(What you need to do)
Produce an exact copy of the lines from the line containing "let name = function_name(header.text).ok_or_else(||" through the last line of the listing below, both ends included, and nothing else.

(Source data)

══════

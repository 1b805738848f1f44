//! Configuration
//!
//! 补全服务配置来自环境变量，启动时会先读取工作目录下的 `.env`。

use neuro_codegen::{OpenAiConfig, OpenAiProvider, ProviderError};
use tracing::warn;

pub const API_KEY_VAR: &str = "OPENAI_API_KEY";
pub const MODEL_VAR: &str = "OPENAI_GPT_MODEL";
pub const BASE_URL_VAR: &str = "OPENAI_BASE_URL";
pub const TEMPERATURE_VAR: &str = "OPENAI_TEMPERATURE";

/// 环境配置
#[derive(Debug, Clone, Default, PartialEq)]
pub struct Settings {
    pub api_key: Option<String>,
    pub model: Option<String>,
    pub base_url: Option<String>,
    pub temperature: Option<f32>,
}

impl Settings {
    /// 读取 `.env`（若存在）后再读环境变量
    pub fn load() -> Self {
        dotenv::dotenv().ok();
        Self::from_env()
    }

    pub fn from_env() -> Self {
        Self::from_lookup(|key| std::env::var(key).ok())
    }

    /// 从任意键值来源读取配置，空值视为未设置
    pub fn from_lookup(lookup: impl Fn(&str) -> Option<String>) -> Self {
        let get = |key: &str| lookup(key).filter(|value| !value.trim().is_empty());

        let temperature = get(TEMPERATURE_VAR).and_then(|raw| match raw.trim().parse::<f32>() {
            Ok(value) => Some(value),
            Err(_) => {
                warn!(value = %raw, "ignoring invalid {}", TEMPERATURE_VAR);
                None
            }
        });

        Self {
            api_key: get(API_KEY_VAR),
            model: get(MODEL_VAR),
            base_url: get(BASE_URL_VAR),
            temperature,
        }
    }

    /// 补全服务配置；没有 API key 时报错
    pub fn openai_config(&self) -> Result<OpenAiConfig, ProviderError> {
        let api_key = self.api_key.clone().ok_or(ProviderError::MissingApiKey)?;

        let mut config = OpenAiConfig::new(api_key);
        if let Some(model) = &self.model {
            config = config.with_model(model.clone());
        }
        if let Some(base_url) = &self.base_url {
            config = config.with_base_url(base_url.clone());
        }
        if let Some(temperature) = self.temperature {
            config = config.with_temperature(temperature);
        }
        Ok(config)
    }

    pub fn provider(&self) -> Result<OpenAiProvider, ProviderError> {
        OpenAiProvider::new(self.openai_config()?)
    }
}
//! Signature Extractor
//!
//! 从函数头 `function name(a: A, b: B): R {` 中取出名字、参数和返回类型，
//! 并从函数体里收集注释行。

use crate::ast::{Argument, FunctionStub};
use crate::error::{SourceLine, SyntaxError};
use crate::lexer::Line;

const FUNCTION_KEYWORD: &str = "function ";
const DEFAULT_RETURN_TYPE: &str = "void";

/// 函数名：`function ` 与其后第一个 `(` 之间的文本
pub fn function_name(header: &str) -> Option<&str> {
    let start = header.find(FUNCTION_KEYWORD)? + FUNCTION_KEYWORD.len();
    let rest = &header[start..];
    let name = rest[..rest.find('(')?].trim();
    (!name.is_empty()).then_some(name)
}

/// 参数列表：第一个 `(` 与配对的 `)` 之间的文本，以及 `)` 的位置
fn argument_list(header: &str) -> Option<(&str, usize)> {
    let start = header.find(FUNCTION_KEYWORD)?;
    let open = start + header[start..].find('(')?;

    let mut depth = 0usize;
    for (offset, c) in header[open..].char_indices() {
        match c {
            '(' => depth += 1,
            ')' => {
                depth -= 1;
                if depth == 0 {
                    let close = open + offset;
                    return Some((&header[open + 1..close], close));
                }
            }
            _ => {}
        }
    }
    None
}

/// 按逗号切分参数，再按第一个冒号切分名字和类型；名字为空的项丢弃
pub fn parse_arguments(list: &str) -> Vec<Argument> {
    list.split(',')
        .filter_map(|raw| {
            let (name, ty) = raw.split_once(':').unwrap_or((raw, ""));
            let name = name.trim();
            if name.is_empty() {
                return None;
            }
            Some(Argument {
                name: name.to_string(),
                ty: ty.trim().to_string(),
            })
        })
        .collect()
}

/// `): R {` 中的 R；格式不符时为 `void`
fn return_type(after_args: &str) -> &str {
    after_args
        .strip_prefix("): ")
        .and_then(|rest| rest.rfind(" {").map(|end| rest[..end].trim()))
        .filter(|ty| !ty.is_empty())
        .unwrap_or(DEFAULT_RETURN_TYPE)
}

/// 去掉空白后以 `//` 开头的行，保留原文，用 `\n` 连接
pub fn collect_comment(body: &[Line<'_>]) -> String {
    body.iter()
        .filter(|line| line.text.trim().starts_with("//"))
        .map(|line| line.text)
        .collect::<Vec<_>>()
        .join("\n")
}

/// 解析函数；`body` 是函数头与结束行之间的行
pub fn parse_function(header: &Line<'_>, body: &[Line<'_>]) -> Result<FunctionStub, SyntaxError> {
    let name = function_name(header.text).ok_or_else(|| SyntaxError::MissingFunctionName {
        line: SourceLine::from(header),
    })?;
    let (list, close) = argument_list(header.text).ok_or_else(|| SyntaxError::MissingArguments {
        line: SourceLine::from(header),
    })?;

    Ok(FunctionStub {
        name: name.to_string(),
        args: parse_arguments(list),
        return_type: return_type(&header.text[close..]).to_string(),
        comment: collect_comment(body),
    })
}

══════

(Answer section)
    let name = function_name(header.text).ok_or_else(|| SyntaxError::MissingFunctionName {
        line: SourceLine::from(header),
    })?;
    let (list, close) = argument_list(header.text).ok_or_else(|| SyntaxError::MissingArguments {
        line: SourceLine::from(header),
    })?;

    Ok(FunctionStub {
        name: name.to_string(),
        args: parse_arguments(list),
        return_type: return_type(&header.text[close..]).to_string(),
        comment: collect_comment(body),
    })
}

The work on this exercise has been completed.